5 CASAS (idem, de Bruno Gularte Barreto): Grande vencedor da mostra de longas-metragens gaúchos do Festival de Cinema de Gramado deste ano, 5 Casas é um documentário intimista que leva o diretor Bruno Gularte Barreto de volta a Dom Pedrito, pequena cidade onde nasceu no interior do Rio Grande do Sul. O foco está em cinco casas povoadas de histórias da sua infância, e o viés extremamente pessoal conferido ao projeto jamais se aproxima de uma viagem em torno do próprio umbigo. Pelo contrário: 5 Casas é melancólico e delicado ao costurar a história de Barreto com a de outras pessoas, entre elas, a de um jovem vítima de preconceitos por conta de sua homossexualidade e a de uma freira prestes a ser transferida da escola em que trabalhou por décadas. A melancolia se evidencia nesse contraste que o diretor faz entre quem ficou na cidade e quem foi embora, enquanto a delicadeza é depositada na maneira muito calma e nada invasiva com que os depoimentos são registrados. Intercalando e guiando o filme está a narração do próprio Barreto, sempre capaz de fazer observações certas nos momentos mais apropriados, além de conferir uma certa poesia a um filme já contemplativo em seu tom memorialístico. É um longa-metragem de estreia que revela um diretor promissor no olhar maduro atribuído a histórias cotidianamente íntimas e no seu relato inicialmente pessoal levado a um plano mais universal, trazendo nas histórias narradas um Brasil acometido, entre outras coisas, pela homofobia e pelos avanços das incorporadoras imobiliárias.

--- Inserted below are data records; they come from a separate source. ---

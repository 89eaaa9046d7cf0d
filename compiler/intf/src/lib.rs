//! The compiled-interface store.
//!
//! A compiled interface records the signature of a previously compiled unit
//! together with the units it was compiled against. Stores guarantee that
//! re-reading a filename they have already served returns an [`Interface`]
//! sharing identity with the cached one — the identity-keyed memoization in
//! the environment machinery above depends on this.

use hir::Signature;
use std::{
    cell::RefCell,
    fmt, fs,
    path::{Path, PathBuf},
    rc::Rc,
};
use utility::{Atom, HashMap};

mod codec;

pub const FILE_EXTENSION: &str = "orni";

/// The contents of a compiled interface.
pub struct Interface {
    /// The name the unit was compiled under.
    pub unit_name: Atom,
    pub signature: Rc<Signature>,
    /// The units this interface was compiled against, with the content hash
    /// observed at compile time (`None` for units only mentioned, never read).
    pub dependencies: Vec<(Atom, Option<u64>)>,
    pub flags: Flags,
    /// The content hash of this interface itself.
    pub hash: u64,
}

#[derive(Clone, Copy, Default, PartialEq, Eq)]
pub struct Flags {
    /// The unit was compiled with support for arbitrary recursive types and
    /// can only be imported by units enabling the same capability.
    pub rec_types: bool,
}

/// Failure to locate, read or write a compiled interface.
#[derive(Debug)]
pub enum StoreError {
    NotFound(PathBuf),
    Io { filename: PathBuf, message: String },
    Corrupt { filename: PathBuf, message: String },
}

impl fmt::Display for StoreError {
    fn fmt(&self, f: &mut fmt::Formatter<'_>) -> fmt::Result {
        match self {
            Self::NotFound(filename) => {
                write!(f, "no compiled interface at ‘{}’", filename.display())
            }
            Self::Io { filename, message } => {
                write!(f, "failed to access ‘{}’: {message}", filename.display())
            }
            Self::Corrupt { filename, message } => {
                write!(f, "corrupt interface ‘{}’: {message}", filename.display())
            }
        }
    }
}

/// A source and sink of compiled interfaces.
pub trait InterfaceStore {
    /// Find the filename serving the given unit name, if any.
    fn locate(&self, name: Atom) -> Option<PathBuf>;

    /// Read a compiled interface.
    ///
    /// Re-reading an already served filename returns an [`Interface`] sharing
    /// identity with the previously returned one.
    fn read(&self, filename: &Path) -> Result<Rc<Interface>, StoreError>;

    /// Write a compiled interface, returning its content hash.
    fn write(
        &self,
        filename: &Path,
        unit_name: Atom,
        signature: &Rc<Signature>,
        dependencies: &[(Atom, Option<u64>)],
        flags: Flags,
    ) -> Result<u64, StoreError>;
}

/// An interface store backed by the file system.
pub struct DiskStore {
    search_path: Vec<PathBuf>,
    cache: RefCell<HashMap<PathBuf, Rc<Interface>>>,
}

impl DiskStore {
    pub fn new(search_path: Vec<PathBuf>) -> Self {
        Self {
            search_path,
            cache: RefCell::default(),
        }
    }
}

impl InterfaceStore for DiskStore {
    fn locate(&self, name: Atom) -> Option<PathBuf> {
        let name = name.to_str();

        for directory in &self.search_path {
            for candidate in [name.to_owned(), name.to_lowercase()] {
                let filename = directory.join(candidate).with_extension(FILE_EXTENSION);

                if filename.exists() {
                    return Some(filename);
                }
            }
        }

        None
    }

    fn read(&self, filename: &Path) -> Result<Rc<Interface>, StoreError> {
        if let Some(interface) = self.cache.borrow().get(filename) {
            return Ok(Rc::clone(interface));
        }

        let bytes = fs::read(filename).map_err(|error| match error.kind() {
            std::io::ErrorKind::NotFound => StoreError::NotFound(filename.to_owned()),
            _ => StoreError::Io {
                filename: filename.to_owned(),
                message: error.to_string(),
            },
        })?;

        let interface = codec::decode(&bytes).map_err(|message| StoreError::Corrupt {
            filename: filename.to_owned(),
            message,
        })?;

        let interface = Rc::new(interface);
        self.cache
            .borrow_mut()
            .insert(filename.to_owned(), Rc::clone(&interface));

        Ok(interface)
    }

    fn write(
        &self,
        filename: &Path,
        unit_name: Atom,
        signature: &Rc<Signature>,
        dependencies: &[(Atom, Option<u64>)],
        flags: Flags,
    ) -> Result<u64, StoreError> {
        let bytes = codec::encode(unit_name, signature, dependencies, flags).map_err(
            |message| StoreError::Corrupt {
                filename: filename.to_owned(),
                message,
            },
        )?;
        let hash = codec::hash(&bytes);

        fs::write(filename, &bytes).map_err(|error| StoreError::Io {
            filename: filename.to_owned(),
            message: error.to_string(),
        })?;

        self.cache.borrow_mut().insert(
            filename.to_owned(),
            Rc::new(Interface {
                unit_name,
                signature: Rc::clone(signature),
                dependencies: dependencies.to_vec(),
                flags,
                hash,
            }),
        );

        Ok(hash)
    }
}

/// An in-memory interface store for tests and embedders resolving units they
/// never wrote to disk.
#[derive(Default)]
pub struct MemoryStore {
    files: RefCell<HashMap<PathBuf, Rc<Interface>>>,
    units: RefCell<HashMap<Atom, PathBuf>>,
}

impl MemoryStore {
    pub fn new() -> Self {
        Self::default()
    }
}

impl InterfaceStore for MemoryStore {
    fn locate(&self, name: Atom) -> Option<PathBuf> {
        self.units.borrow().get(&name).cloned()
    }

    fn read(&self, filename: &Path) -> Result<Rc<Interface>, StoreError> {
        self.files
            .borrow()
            .get(filename)
            .cloned()
            .ok_or_else(|| StoreError::NotFound(filename.to_owned()))
    }

    fn write(
        &self,
        filename: &Path,
        unit_name: Atom,
        signature: &Rc<Signature>,
        dependencies: &[(Atom, Option<u64>)],
        flags: Flags,
    ) -> Result<u64, StoreError> {
        let bytes = codec::encode(unit_name, signature, dependencies, flags).map_err(
            |message| StoreError::Corrupt {
                filename: filename.to_owned(),
                message,
            },
        )?;
        let hash = codec::hash(&bytes);

        self.files.borrow_mut().insert(
            filename.to_owned(),
            Rc::new(Interface {
                unit_name,
                // The in-memory signature is shared as-is: embedders get back
                // the very object they stored.
                signature: Rc::clone(signature),
                dependencies: dependencies.to_vec(),
                flags,
                hash,
            }),
        );
        self.units
            .borrow_mut()
            .insert(unit_name, filename.to_owned());

        Ok(hash)
    }
}

#[cfg(test)]
mod test {
    use super::*;
    use hir::{Ident, ModuleType, SigItem, TypeDecl, TypeExpr, ValueDescr};

    fn sample_signature() -> Rc<Signature> {
        let t = Ident::fresh(Atom::from("t"));
        let int = TypeExpr::constr(hir::Path::Ident(t), Vec::new());

        Rc::new(vec![
            SigItem::Type(t, Rc::new(TypeDecl::abstract_(Vec::new()))),
            SigItem::Value(
                Ident::fresh(Atom::from("zero")),
                Rc::new(ValueDescr::regular(int.clone())),
            ),
            SigItem::Module(
                Ident::fresh(Atom::from("Sub")),
                Rc::new(hir::ModuleDecl::new(ModuleType::signature(vec![
                    SigItem::Value(
                        Ident::fresh(Atom::from("x")),
                        Rc::new(ValueDescr::regular(int)),
                    ),
                ]))),
            ),
        ])
    }

    #[test]
    fn memory_store_shares_identity_on_reread() {
        let store = MemoryStore::new();
        let name = Atom::from("Sample");
        let signature = sample_signature();

        store
            .write(Path::new("sample.orni"), name, &signature, &[], Flags::default())
            .unwrap();

        let filename = store.locate(name).unwrap();
        let first = store.read(&filename).unwrap();
        let second = store.read(&filename).unwrap();

        assert!(Rc::ptr_eq(&first, &second));
        assert!(Rc::ptr_eq(&first.signature, &signature));
    }

    #[test]
    fn codec_round_trip_preserves_member_names_and_kinds() {
        let signature = sample_signature();
        let bytes =
            codec::encode(Atom::from("Sample"), &signature, &[(Atom::from("Core"), Some(7))], Flags::default())
                .unwrap();
        let interface = codec::decode(&bytes).unwrap();

        assert_eq!(interface.unit_name, Atom::from("Sample"));
        assert_eq!(interface.dependencies, vec![(Atom::from("Core"), Some(7))]);

        let outline: Vec<_> = interface
            .signature
            .iter()
            .map(|item| (item.kind_name(), item.ident().name()))
            .collect();

        assert_eq!(
            outline,
            vec![
                ("type", Atom::from("t")),
                ("value", Atom::from("zero")),
                ("module", Atom::from("Sub")),
            ],
        );
    }

    #[test]
    fn equal_content_hashes_equal() {
        let signature = sample_signature();
        let encode = || {
            codec::encode(Atom::from("Sample"), &signature, &[], Flags::default()).unwrap()
        };

        assert_eq!(codec::hash(&encode()), codec::hash(&encode()));
    }
}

A PORTA AO LADO (idem, 2022, de Júlia Rezende): Foi um corpo estranho no último Festival de Cinema de Gramado, pois não conversava com a seleção extremamente engajada do ponto de vista social e político. À parte isso, realmente não me envolvi com A Porta ao Lado, oitavo longa-metragem de Júlia Rezende. O filme propõe um olhar contemporâneo sobre modelos de relacionamento, tendo dois casais no centro de história. Ambos reavaliarão seus conceitos e ideias sobre suas dinâmicas afetivas a partir do momento em que passam a ser vizinhos de porta. No entanto, falta certa perspicácia ao texto, que, a meu ver, é construído a partir de bases estereotipadas. No que se tange às possibilidades de uma argumentação, soa fácil demais colocar o casal monogâmico como certinho, rotineiro e de cabeça fechada, enquanto o par de relacionamento aberto é descolado, disruptivo e criativo. Talvez essa seja a amostragem comportamental mais expressiva das relações que adotam os respectivos formatos, mas ela não é de muita ajuda para tornar A Porta ao Lado uma leitura encorpada sobre como vivemos tempos que tanto questionam padrões. O elenco, apesar de entrosado, é irregular e fica sem ter muito para onde ir devido a esse olhar do roteiro. De qualquer forma, eles acabam por segurar uma trama de caminhos já conhecidos em muitos aspectos. Isso, por outro lado, deixa A Porta ao Lado em uma zona mais acessível e que, dada a vocação da filmografia de Júlia Rezende, pode lhe garantir outro sucesso comercial como Meu Passado Me Condena e De Pernas Para o Ar 3, o que, vale frisar, não é demérito.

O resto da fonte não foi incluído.